REQUIREMENT: Copy every line of the records below where the word "call" occurs.

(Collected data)
-=-=-=-=-

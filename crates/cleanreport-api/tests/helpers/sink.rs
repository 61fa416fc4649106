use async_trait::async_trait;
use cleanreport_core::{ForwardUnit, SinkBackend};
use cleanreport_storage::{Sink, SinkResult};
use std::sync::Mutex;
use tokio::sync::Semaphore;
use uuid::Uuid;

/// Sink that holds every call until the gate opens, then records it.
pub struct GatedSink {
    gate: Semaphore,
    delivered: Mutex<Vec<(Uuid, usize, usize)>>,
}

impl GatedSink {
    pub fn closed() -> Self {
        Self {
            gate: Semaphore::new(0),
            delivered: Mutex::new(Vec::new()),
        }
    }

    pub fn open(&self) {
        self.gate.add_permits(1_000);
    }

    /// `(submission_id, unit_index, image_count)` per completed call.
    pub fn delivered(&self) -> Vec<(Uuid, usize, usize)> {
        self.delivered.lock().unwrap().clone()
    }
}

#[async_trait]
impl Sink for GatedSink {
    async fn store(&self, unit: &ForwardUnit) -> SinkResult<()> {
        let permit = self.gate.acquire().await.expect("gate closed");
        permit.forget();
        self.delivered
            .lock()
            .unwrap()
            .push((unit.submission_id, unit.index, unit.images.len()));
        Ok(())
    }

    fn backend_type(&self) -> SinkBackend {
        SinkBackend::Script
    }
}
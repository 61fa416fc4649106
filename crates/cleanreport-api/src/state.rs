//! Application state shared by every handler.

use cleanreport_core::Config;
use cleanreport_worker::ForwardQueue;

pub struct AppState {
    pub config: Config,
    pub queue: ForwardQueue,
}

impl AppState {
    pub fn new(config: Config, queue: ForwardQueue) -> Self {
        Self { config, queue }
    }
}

-=-=-=-=-

WRITTEN REPLY:
/// Sink that holds every call until the gate opens, then records it.
    /// `(submission_id, unit_index, image_count)` per completed call.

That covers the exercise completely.